People who pay bribes have a tendency to keep a record. In 1991, a hawala dealer was arrested for spreading money around to businessmen and politicians. The Central Bureau of Investigation (CBI) that was trying to figure out how the Kashmiri militancy was being funded found to its horror that the same hawala banking channels were being used to fund terrorism in Kashmir as well as politicians and bureaucrats in India. A raid at a businessmen’s farmhouse who had been receiving hawala money revealed a diary, which carried initials of former presidents, prime ministers, finance ministers and scores of bureaucrats and MPs. The matter was hushed up after the diary was discovered. The person who hurtled on this case was thrown out of the organisation on charges of corruption. And the diary was consigned to the storehouse (maalkhana) of the CBI. In those days, Chandrasekhar was the prime minister and those who figured in the infamous diary were his ministers and bureaucrats. Instructions were clear from the very top: let the case rest in peace.
This author, who was working in a Mumbai-based weekly, Blitz, reported on the diary and how its contents were being covered up, but there was not a word from the agency. It was only after some public-spirited individuals, backed by the famous socialist leader, Madhu Limaye, chose to plead the Supreme Court that the CBI was forced to investigate the case. And did the CBI really do a good job?
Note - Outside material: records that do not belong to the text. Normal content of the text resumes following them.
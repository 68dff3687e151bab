//! Dummy payment provider implementation
//!
//! Authorizations live in process memory and are always immediately "held".
//! Useful for development and tests; never use in production.

use async_trait::async_trait;
use dashmap::DashMap;
use uuid::Uuid;

use crate::{
    config::DummyConfig,
    db::models::{bookings::Booking, gyms::Gym},
    payments::{PaymentAuthorization, PaymentError, PaymentProvider, Result, amount_minor_units},
};

#[derive(Debug, Clone)]
struct DummyIntent {
    client_secret: String,
    is_canceled: bool,
}

/// In-memory payment provider
#[derive(Default)]
pub struct DummyProvider {
    intents: DashMap<String, DummyIntent>,
}

impl DummyProvider {
    pub fn new() -> Self {
        Self::default()
    }

    pub fn from_config(_config: DummyConfig) -> Self {
        Self::new()
    }
}

#[async_trait]
impl PaymentProvider for DummyProvider {
    async fn create_authorization(&self, booking: &Booking, gym: &Gym) -> Result<PaymentAuthorization> {
        // Validates the same inputs the real provider would
        let amount = amount_minor_units(booking.total_price)?;
        if gym.currency.len() != 3 {
            return Err(PaymentError::InvalidData(format!("Unsupported currency '{}'", gym.currency)));
        }

        let intent_id = format!("pi_dummy_{}", Uuid::new_v4().simple());
        let client_secret = format!("{}_secret_{}", intent_id, Uuid::new_v4().simple());

        self.intents.insert(
            intent_id.clone(),
            DummyIntent {
                client_secret: client_secret.clone(),
                is_canceled: false,
            },
        );

        tracing::info!(
            "Dummy provider created intent {} for booking {} ({} minor units)",
            intent_id,
            booking.booking_reference,
            amount
        );

        Ok(PaymentAuthorization {
            intent_id,
            client_secret: Some(client_secret),
            is_canceled: false,
        })
    }

    async fn retrieve_authorization(&self, intent_id: &str) -> Result<PaymentAuthorization> {
        let intent = self.intents.get(intent_id).ok_or(PaymentError::AuthorizationNotFound)?;

        Ok(PaymentAuthorization {
            intent_id: intent_id.to_string(),
            client_secret: Some(intent.client_secret.clone()),
            is_canceled: intent.is_canceled,
        })
    }

    async fn cancel_authorization(&self, intent_id: &str) -> Result<()> {
        // Unknown or already-canceled authorizations cancel as a no-op
        if let Some(mut intent) = self.intents.get_mut(intent_id) {
            intent.is_canceled = true;
        }
        Ok(())
    }
}

#[cfg(test)]
mod tests {
    use super::*;
    use crate::test_utils::{dummy_booking, dummy_gym};

    #[tokio::test]
    async fn test_create_then_retrieve_returns_same_secret() {
        let provider = DummyProvider::new();
        let gym = dummy_gym();
        let booking = dummy_booking(&gym);

        let created = provider.create_authorization(&booking, &gym).await.unwrap();
        let retrieved = provider.retrieve_authorization(&created.intent_id).await.unwrap();

        assert_eq!(created.client_secret, retrieved.client_secret);
        assert!(!retrieved.is_canceled);
    }

    #[tokio::test]
    async fn test_cancel_is_idempotent_and_tolerates_unknown_ids() {
        let provider = DummyProvider::new();
        let gym = dummy_gym();
        let booking = dummy_booking(&gym);

        let created = provider.create_authorization(&booking, &gym).await.unwrap();
        provider.cancel_authorization(&created.intent_id).await.unwrap();
        provider.cancel_authorization(&created.intent_id).await.unwrap();
        provider.cancel_authorization("pi_dummy_never_existed").await.unwrap();

        let retrieved = provider.retrieve_authorization(&created.intent_id).await.unwrap();
        assert!(retrieved.is_canceled);
    }
}
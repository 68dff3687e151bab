//! # campbook: Booking backend for combat-sports training camps
//!
//! `campbook` is the booking and payment coordination service behind a
//! marketplace connecting fighters and trainees with training camps ("gyms").
//! It owns the booking lifecycle: guests or account holders create a booking,
//! the gym owner accepts or declines the request, the guest's card is
//! authorized (held, not captured) through a payment processor, and an
//! external settlement process later captures the funds.
//!
//! ## Architecture
//!
//! The service is built on [Axum](https://github.com/tokio-rs/axum) for the
//! HTTP layer and PostgreSQL (via sqlx) for persistence. Handlers are
//! stateless request processors; there is no in-process scheduler or queue.
//! Concurrency comes entirely from simultaneous external requests (guest
//! retries, webhook redelivery, double-clicks) racing on the same booking
//! row, and correctness relies on idempotent, precondition-checked writes:
//!
//! - status transitions are single conditional UPDATEs keyed on the expected
//!   "from" states, with the affected-row count as the success signal;
//! - payment-intent creation reuses a stored, still-live authorization and
//!   guards the fresh-create path with a conditional write, so repeated calls
//!   never double-authorize a card;
//! - single-use access tokens are redeemed through a conditional
//!   `used_at IS NULL` update, giving exactly one winner under concurrent
//!   redemption.
//!
//! The **API layer** ([`api`]) exposes the booking surface under `/api/v1`
//! plus a Stripe webhook at `/webhooks/payments`. The **database layer**
//! ([`db`]) uses the repository pattern; each entity has a repository over a
//! `PgConnection`. The **payments layer** ([`payments`]) abstracts the
//! processor behind a trait with Stripe and in-memory implementations.
//! Guest notifications ([`notifications`]) are fire-and-forget email sends:
//! the booking-status write is the durable source of truth, never the
//! notification delivery.
//!
//! ## Quick start
//!
//! ```no_run
//! use clap::Parser;
//! use campbook::{Application, Config};
//!
//! #[tokio::main]
//! async fn main() -> anyhow::Result<()> {
//!     let args = campbook::config::Args::parse();
//!     let config = Config::load(&args)?;
//!     campbook::telemetry::init_telemetry()?;
//!
//!     let app = Application::new(config).await?;
//!     app.serve(async {
//!         tokio::signal::ctrl_c().await.expect("Failed to listen for Ctrl+C");
//!     })
//!     .await
//! }
//! ```

pub mod api;
pub mod auth;
pub mod config;
pub mod crypto;
pub mod db;
mod email;
pub mod errors;
pub mod notifications;
mod openapi;
pub mod payments;
pub mod rates;
pub mod telemetry;
pub mod types;

#[cfg(test)]
pub mod test_utils;

use std::sync::Arc;

use axum::http::HeaderValue;
use axum::{
    Router,
    routing::{get, post},
};
use bon::Builder;
pub use config::Config;
use sqlx::PgPool;
use sqlx::postgres::PgPoolOptions;
use tokio::net::TcpListener;
use tower_http::{
    cors::CorsLayer,
    trace::{DefaultMakeSpan, DefaultOnRequest, DefaultOnResponse, TraceLayer},
};
use tracing::{Level, info, instrument};
use utoipa::OpenApi;
use utoipa_scalar::{Scalar, Servable};

use crate::config::CorsOrigin;
use crate::db::handlers::{Repository, Users};
use crate::db::models::users::{UserCreateDBRequest, UserUpdateDBRequest};
use crate::notifications::Notifier;
use crate::openapi::ApiDoc;
use crate::payments::PaymentProvider;
use crate::rates::RateCache;

pub use types::{AccessTokenId, BookingId, GymId, PackageId, PackageVariantId, UserId};

/// Application state shared across all request handlers.
///
/// - `db`: PostgreSQL connection pool
/// - `config`: application configuration
/// - `payments`: configured payment provider, if any
/// - `notifier`: fire-and-forget email notifications
/// - `rates`: injected exchange-rate cache for approximate USD totals
#[derive(Clone, Builder)]
pub struct AppState {
    pub db: PgPool,
    pub config: Config,
    pub payments: Option<Arc<dyn PaymentProvider>>,
    pub notifier: Arc<Notifier>,
    pub rates: Arc<RateCache>,
}

/// Get the campbook database migrator
pub fn migrator() -> sqlx::migrate::Migrator {
    sqlx::migrate!("./migrations")
}

/// Ensure the configured admin account exists (idempotent, runs at startup).
#[instrument(skip_all)]
pub async fn ensure_admin_user(email: &str, db: &PgPool) -> anyhow::Result<UserId> {
    let mut conn = db.acquire().await?;
    let mut users = Users::new(&mut conn);

    if let Some(existing) = users.get_by_email(email).await? {
        if !existing.is_admin {
            let updated = users
                .update(
                    existing.id,
                    &UserUpdateDBRequest {
                        display_name: None,
                        is_admin: Some(true),
                    },
                )
                .await?;
            return Ok(updated.id);
        }
        return Ok(existing.id);
    }

    let created = users
        .create(&UserCreateDBRequest {
            email: email.to_string(),
            display_name: Some("Platform Admin".to_string()),
            is_admin: true,
        })
        .await?;

    Ok(created.id)
}

/// Create CORS layer from configuration
fn create_cors_layer(config: &Config) -> anyhow::Result<CorsLayer> {
    let mut origins = Vec::new();
    for origin in &config.cors.allowed_origins {
        let header_value = match origin {
            CorsOrigin::Wildcard => "*".parse::<HeaderValue>()?,
            CorsOrigin::Url(url) => url.as_str().parse::<HeaderValue>()?,
        };
        origins.push(header_value);
    }

    let mut cors = CorsLayer::new()
        .allow_origin(origins)
        .allow_credentials(config.cors.allow_credentials);

    if let Some(max_age) = config.cors.max_age {
        cors = cors.max_age(std::time::Duration::from_secs(max_age));
    }

    Ok(cors)
}

/// Build the application router with all endpoints and middleware.
#[instrument(skip_all)]
pub fn build_router(state: &AppState) -> anyhow::Result<Router> {
    let api_routes = Router::new()
        .route("/bookings", post(api::handlers::bookings::create_booking))
        .route("/bookings/{id}", get(api::handlers::bookings::get_booking))
        .route("/bookings/{id}/accept-request", post(api::handlers::bookings::accept_request))
        .route("/bookings/{id}/decline-request", post(api::handlers::bookings::decline_request))
        .route("/bookings/{id}/decline", post(api::handlers::bookings::decline_legacy))
        .route("/bookings/{id}/cancel", post(api::handlers::bookings::cancel_booking))
        .route("/bookings/{id}/payment-intent", post(api::handlers::payments::create_payment_intent))
        .route("/bookings/{id}/confirm-payment", post(api::handlers::payments::confirm_payment))
        .route("/bookings/{id}/access-token", post(api::handlers::access::mint_access_token))
        .route("/bookings/access/{token}", get(api::handlers::access::validate_access_token))
        .route("/bookings/guest-access", post(api::handlers::access::guest_access))
        .route("/bookings/request-access", post(api::handlers::access::request_access))
        .route("/gyms/{gym_id}/bookings", get(api::handlers::bookings::list_gym_bookings))
        .with_state(state.clone());

    let router = Router::new()
        .route("/healthz", get(|| async { "OK" }))
        // Webhook routes (external services, not part of the client API docs)
        .route("/webhooks/payments", post(api::handlers::payments::stripe::webhook))
        .with_state(state.clone())
        .nest("/api/v1", api_routes)
        .merge(Scalar::with_url("/docs", ApiDoc::openapi()));

    let cors_layer = create_cors_layer(&state.config)?;

    let router = router.layer(cors_layer).layer(
        TraceLayer::new_for_http()
            .make_span_with(DefaultMakeSpan::new().level(Level::INFO))
            .on_request(DefaultOnRequest::new().level(Level::INFO))
            .on_response(DefaultOnResponse::new().level(Level::INFO)),
    );

    Ok(router)
}

/// The assembled application: pool, router, and a bound listener.
pub struct Application {
    state: AppState,
    router: Router,
    listener: TcpListener,
}

impl Application {
    /// Connect to the database, run migrations, and bind the listener.
    pub async fn new(config: Config) -> anyhow::Result<Self> {
        let pool = PgPoolOptions::new()
            .max_connections(config.database.pool.max_connections)
            .min_connections(config.database.pool.min_connections)
            .acquire_timeout(std::time::Duration::from_secs(config.database.pool.acquire_timeout_secs))
            .connect(&config.database.url)
            .await?;

        Self::with_pool(config, pool).await
    }

    /// Assemble the application over an existing pool (used by tests).
    pub async fn with_pool(config: Config, pool: PgPool) -> anyhow::Result<Self> {
        migrator().run(&pool).await?;
        ensure_admin_user(&config.admin_email, &pool).await?;

        let payments_provider = config.payment.clone().map(payments::create_provider);
        let notifier = Arc::new(Notifier::new(&config));
        let rates = Arc::new(RateCache::new(config.rates.clone()));

        let state = AppState::builder()
            .db(pool)
            .config(config)
            .maybe_payments(payments_provider)
            .notifier(notifier)
            .rates(rates)
            .build();

        let router = build_router(&state)?;
        let listener = TcpListener::bind(state.config.bind_address()).await?;
        info!("Listening on {}", listener.local_addr()?);

        Ok(Self { state, router, listener })
    }

    pub fn state(&self) -> &AppState {
        &self.state
    }

    pub fn local_addr(&self) -> anyhow::Result<std::net::SocketAddr> {
        Ok(self.listener.local_addr()?)
    }

    /// Serve until `shutdown` resolves.
    pub async fn serve(self, shutdown: impl Future<Output = ()> + Send + 'static) -> anyhow::Result<()> {
        axum::serve(self.listener, self.router).with_graceful_shutdown(shutdown).await?;
        Ok(())
    }
}
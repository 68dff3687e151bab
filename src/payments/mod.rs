//! Payment provider abstraction layer
//!
//! This module defines the `PaymentProvider` trait which abstracts the
//! manual-capture authorization lifecycle a booking depends on: create a
//! hold, look it up again (for idempotent reuse), and release it.

use std::sync::Arc;

use async_trait::async_trait;
use axum::http::StatusCode;
use rust_decimal::prelude::ToPrimitive;
use rust_decimal::{Decimal, RoundingStrategy};

use crate::{
    config::PaymentConfig,
    db::models::{bookings::Booking, gyms::Gym},
};

pub mod dummy;
pub mod stripe;

/// Create a payment provider from configuration
///
/// This is the single point where we convert config into provider instances.
/// Adding a new provider requires adding a match arm here.
pub fn create_provider(config: PaymentConfig) -> Arc<dyn PaymentProvider> {
    match config {
        PaymentConfig::Stripe(stripe_config) => Arc::new(stripe::StripeProvider::from_config(stripe_config)),
        PaymentConfig::Dummy(dummy_config) => Arc::new(dummy::DummyProvider::from_config(dummy_config)),
    }
}

/// Result type for payment provider operations
pub type Result<T> = std::result::Result<T, PaymentError>;

/// Errors that can occur during payment processing
#[derive(Debug, thiserror::Error)]
pub enum PaymentError {
    #[error("Payment provider API error: {0}")]
    ProviderApi(String),

    #[error("Invalid payment data: {0}")]
    InvalidData(String),

    #[error("Payment authorization not found upstream")]
    AuthorizationNotFound,
}

impl PaymentError {
    pub fn status_code(&self) -> StatusCode {
        match self {
            PaymentError::InvalidData(_) => StatusCode::BAD_REQUEST,
            PaymentError::ProviderApi(_) | PaymentError::AuthorizationNotFound => StatusCode::INTERNAL_SERVER_ERROR,
        }
    }

    /// User-facing text; processor details stay in the server-side logs.
    pub fn user_message(&self) -> String {
        match self {
            PaymentError::InvalidData(message) => message.clone(),
            PaymentError::ProviderApi(_) | PaymentError::AuthorizationNotFound => {
                "Payment processing is temporarily unavailable".to_string()
            }
        }
    }
}

/// The state of one card-payment authorization upstream.
#[derive(Debug, Clone)]
pub struct PaymentAuthorization {
    /// Processor-side intent id, stored on the booking
    pub intent_id: String,
    /// Secret the client needs to complete the card flow
    pub client_secret: Option<String>,
    pub is_canceled: bool,
}

/// Abstract payment provider interface
///
/// All authorizations are manual capture: funds are held at authorization
/// time and only move when the external settlement process captures them.
#[async_trait]
pub trait PaymentProvider: Send + Sync {
    /// Create a new authorization for `round(total_price * 100)` minor units
    /// in the gym's currency, tagged with booking/gym metadata for
    /// reconciliation.
    async fn create_authorization(&self, booking: &Booking, gym: &Gym) -> Result<PaymentAuthorization>;

    /// Retrieve an existing authorization. Used for idempotent reuse; a
    /// stale or foreign id fails with `AuthorizationNotFound`.
    async fn retrieve_authorization(&self, intent_id: &str) -> Result<PaymentAuthorization>;

    /// Cancel an authorization. Canceling one that is already canceled is a
    /// no-op, not a failure.
    async fn cancel_authorization(&self, intent_id: &str) -> Result<()>;
}

/// Convert a decimal price to processor minor units (cents).
///
/// Half-cent amounts round away from zero, the way payment totals are
/// conventionally rounded.
pub fn amount_minor_units(total_price: Decimal) -> Result<i64> {
    (total_price * Decimal::from(100))
        .round_dp_with_strategy(0, RoundingStrategy::MidpointAwayFromZero)
        .to_i64()
        .ok_or_else(|| PaymentError::InvalidData(format!("Booking total {total_price} cannot be represented in minor units")))
}

#[cfg(test)]
mod tests {
    use super::*;

    #[test]
    fn test_amount_minor_units_rounds() {
        assert_eq!(amount_minor_units(Decimal::new(10000, 2)).unwrap(), 10000); // 100.00
        assert_eq!(amount_minor_units(Decimal::new(9999, 2)).unwrap(), 9999); // 99.99
        assert_eq!(amount_minor_units(Decimal::new(100005, 3)).unwrap(), 10001); // 100.005 rounds up
    }

    #[test]
    fn test_provider_errors_hide_processor_details() {
        let err = PaymentError::ProviderApi("stripe said: invalid api key sk_live_xyz".to_string());
        assert!(!err.user_message().contains("sk_live"));
        assert_eq!(err.status_code(), StatusCode::INTERNAL_SERVER_ERROR);
    }
}
//! API models for booking access tokens and guest self-service lookup.

use chrono::{DateTime, Utc};
use serde::{Deserialize, Serialize};
use utoipa::ToSchema;

use crate::types::BookingId;

use super::bookings::{BookingResponse, PackageSummary, PackageVariantSummary};
use super::gyms::GymSummary;

/// Request body for minting an access token.
#[derive(Debug, Clone, Serialize, Deserialize, ToSchema)]
pub struct MintAccessTokenRequest {
    /// Must match the booking's stored guest email (case-insensitive)
    pub email: String,
    /// Defaults to long-lived, reusable tokens
    #[serde(default)]
    pub single_use: bool,
    /// Override the configured validity window
    pub expires_in_days: Option<i64>,
}

/// The raw token, observable exactly once.
#[derive(Debug, Clone, Serialize, Deserialize, ToSchema)]
pub struct AccessTokenResponse {
    pub token: String,
    pub expires_at: DateTime<Utc>,
}

/// What a valid token grants.
#[derive(Debug, Clone, Serialize, Deserialize, ToSchema)]
pub struct AccessDescriptorResponse {
    #[schema(value_type = String, format = "uuid")]
    pub booking_id: BookingId,
    pub email: String,
    pub expires_at: DateTime<Utc>,
}

/// Request body for reference + PIN lookup.
#[derive(Debug, Clone, Serialize, Deserialize, ToSchema)]
pub struct GuestAccessRequest {
    pub booking_reference: String,
    pub booking_pin: String,
}

/// Reference + PIN lookup result: the booking joined with its gym and
/// pricing configuration. The PIN is structurally absent.
#[derive(Debug, Clone, Serialize, Deserialize, ToSchema)]
pub struct GuestAccessResponse {
    pub booking: BookingResponse,
    pub gym: GymSummary,
    pub package: Option<PackageSummary>,
    pub package_variant: Option<PackageVariantSummary>,
}

/// Request body for the recovery-link flow.
#[derive(Debug, Clone, Serialize, Deserialize, ToSchema)]
pub struct RequestAccessRequest {
    pub booking_reference: String,
    pub email: String,
}

/// Deliberately identical for hits and misses, to resist enumeration.
#[derive(Debug, Clone, Serialize, Deserialize, ToSchema)]
pub struct RequestAccessResponse {
    pub success: bool,
    pub message: String,
}
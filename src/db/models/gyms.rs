//! Database models for gyms (training camps).

use chrono::{DateTime, Utc};
use sqlx::FromRow;

use crate::types::{GymId, UserId};

/// Database entity model
#[derive(Debug, Clone, FromRow)]
pub struct Gym {
    pub id: GymId,
    pub owner_id: UserId,
    pub name: String,
    pub city: String,
    pub country: String,
    /// ISO 4217 currency code, lowercase (what the payment processor expects)
    pub currency: String,
    pub is_verified: bool,
    pub is_active: bool,
    pub created_at: DateTime<Utc>,
    pub updated_at: DateTime<Utc>,
}

impl Gym {
    /// Whether the gym is allowed to take new bookings.
    pub fn accepts_bookings(&self) -> bool {
        self.is_verified && self.is_active
    }
}

/// Database request for creating a gym
#[derive(Debug, Clone)]
pub struct GymCreateDBRequest {
    pub owner_id: UserId,
    pub name: String,
    pub city: String,
    pub country: String,
    pub currency: String,
    pub is_verified: bool,
    pub is_active: bool,
}

/// Database request for updating a gym
#[derive(Debug, Clone, Default)]
pub struct GymUpdateDBRequest {
    pub name: Option<String>,
    pub is_verified: Option<bool>,
    pub is_active: Option<bool>,
}

/// Filter for listing gyms
#[derive(Debug, Clone)]
pub struct GymFilter {
    pub owner_id: Option<UserId>,
    pub skip: i64,
    pub limit: i64,
}

impl GymFilter {
    pub fn new(skip: i64, limit: i64) -> Self {
        Self {
            owner_id: None,
            skip,
            limit,
        }
    }
}
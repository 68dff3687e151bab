//! Database repository for gyms.

use std::collections::HashMap;

use sqlx::PgConnection;
use tracing::instrument;

use crate::{
    db::{
        errors::Result,
        handlers::repository::Repository,
        models::gyms::{Gym, GymCreateDBRequest, GymFilter, GymUpdateDBRequest},
    },
    types::GymId,
};

const GYM_COLUMNS: &str = "id, owner_id, name, city, country, currency, is_verified, is_active, created_at, updated_at";

pub struct Gyms<'c> {
    db: &'c mut PgConnection,
}

#[async_trait::async_trait]
impl<'c> Repository for Gyms<'c> {
    type CreateRequest = GymCreateDBRequest;
    type UpdateRequest = GymUpdateDBRequest;
    type Response = Gym;
    type Id = GymId;
    type Filter = GymFilter;

    #[instrument(skip(self, request), err)]
    async fn create(&mut self, request: &Self::CreateRequest) -> Result<Self::Response> {
        let gym = sqlx::query_as::<_, Gym>(&format!(
            r#"
            INSERT INTO gyms (owner_id, name, city, country, currency, is_verified, is_active)
            VALUES ($1, $2, $3, $4, $5, $6, $7)
            RETURNING {GYM_COLUMNS}
            "#
        ))
        .bind(request.owner_id)
        .bind(&request.name)
        .bind(&request.city)
        .bind(&request.country)
        .bind(&request.currency)
        .bind(request.is_verified)
        .bind(request.is_active)
        .fetch_one(&mut *self.db)
        .await?;

        Ok(gym)
    }

    #[instrument(skip(self, id), err)]
    async fn get_by_id(&mut self, id: Self::Id) -> Result<Option<Self::Response>> {
        let gym = sqlx::query_as::<_, Gym>(&format!("SELECT {GYM_COLUMNS} FROM gyms WHERE id = $1"))
            .bind(id)
            .fetch_optional(&mut *self.db)
            .await?;

        Ok(gym)
    }

    #[instrument(skip(self, ids), fields(count = ids.len()), err)]
    async fn get_bulk(&mut self, ids: Vec<Self::Id>) -> Result<HashMap<Self::Id, Self::Response>> {
        let gyms = sqlx::query_as::<_, Gym>(&format!("SELECT {GYM_COLUMNS} FROM gyms WHERE id = ANY($1)"))
            .bind(&ids)
            .fetch_all(&mut *self.db)
            .await?;

        Ok(gyms.into_iter().map(|g| (g.id, g)).collect())
    }

    #[instrument(skip(self, filter), fields(limit = filter.limit, skip = filter.skip), err)]
    async fn list(&mut self, filter: &Self::Filter) -> Result<Vec<Self::Response>> {
        let mut query = format!("SELECT {GYM_COLUMNS} FROM gyms WHERE 1=1");
        if filter.owner_id.is_some() {
            query.push_str(" AND owner_id = $1");
        }
        query.push_str(&format!(" ORDER BY created_at DESC LIMIT {} OFFSET {}", filter.limit, filter.skip));

        let mut sql_query = sqlx::query_as::<_, Gym>(&query);
        if let Some(owner_id) = filter.owner_id {
            sql_query = sql_query.bind(owner_id);
        }

        let gyms = sql_query.fetch_all(&mut *self.db).await?;
        Ok(gyms)
    }

    #[instrument(skip(self, id, request), err)]
    async fn update(&mut self, id: Self::Id, request: &Self::UpdateRequest) -> Result<Self::Response> {
        let gym = sqlx::query_as::<_, Gym>(&format!(
            r#"
            UPDATE gyms
            SET name = COALESCE($2, name),
                is_verified = COALESCE($3, is_verified),
                is_active = COALESCE($4, is_active),
                updated_at = NOW()
            WHERE id = $1
            RETURNING {GYM_COLUMNS}
            "#
        ))
        .bind(id)
        .bind(&request.name)
        .bind(request.is_verified)
        .bind(request.is_active)
        .fetch_one(&mut *self.db)
        .await?;

        Ok(gym)
    }

    #[instrument(skip(self, id), err)]
    async fn delete(&mut self, id: Self::Id) -> Result<bool> {
        let result = sqlx::query("DELETE FROM gyms WHERE id = $1")
            .bind(id)
            .execute(&mut *self.db)
            .await?;

        Ok(result.rows_affected() > 0)
    }
}

impl<'c> Gyms<'c> {
    pub fn new(db: &'c mut PgConnection) -> Self {
        Self { db }
    }
}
The people that the CBI was probing were very powerful! It included the entire phalanx of India’s non-communist leadership. Leaders like L K Advani, Yashwant Sinha, Devi Lal, the late Rajesh Pilot all figured in the rogues list. Many top bureaucrats, who later held top positions in the government, were also giving them company in the infamous diary. The hawala scandal was never really raised in Parliament as the leaders of most of the parties figured in the diary. Rs 64 crore, the amount that was allegedly disbursed amongst India’s ruling elite, according to the diary, was enough to buy the silence of Parliament. Did the CBI investigate without fear or favour?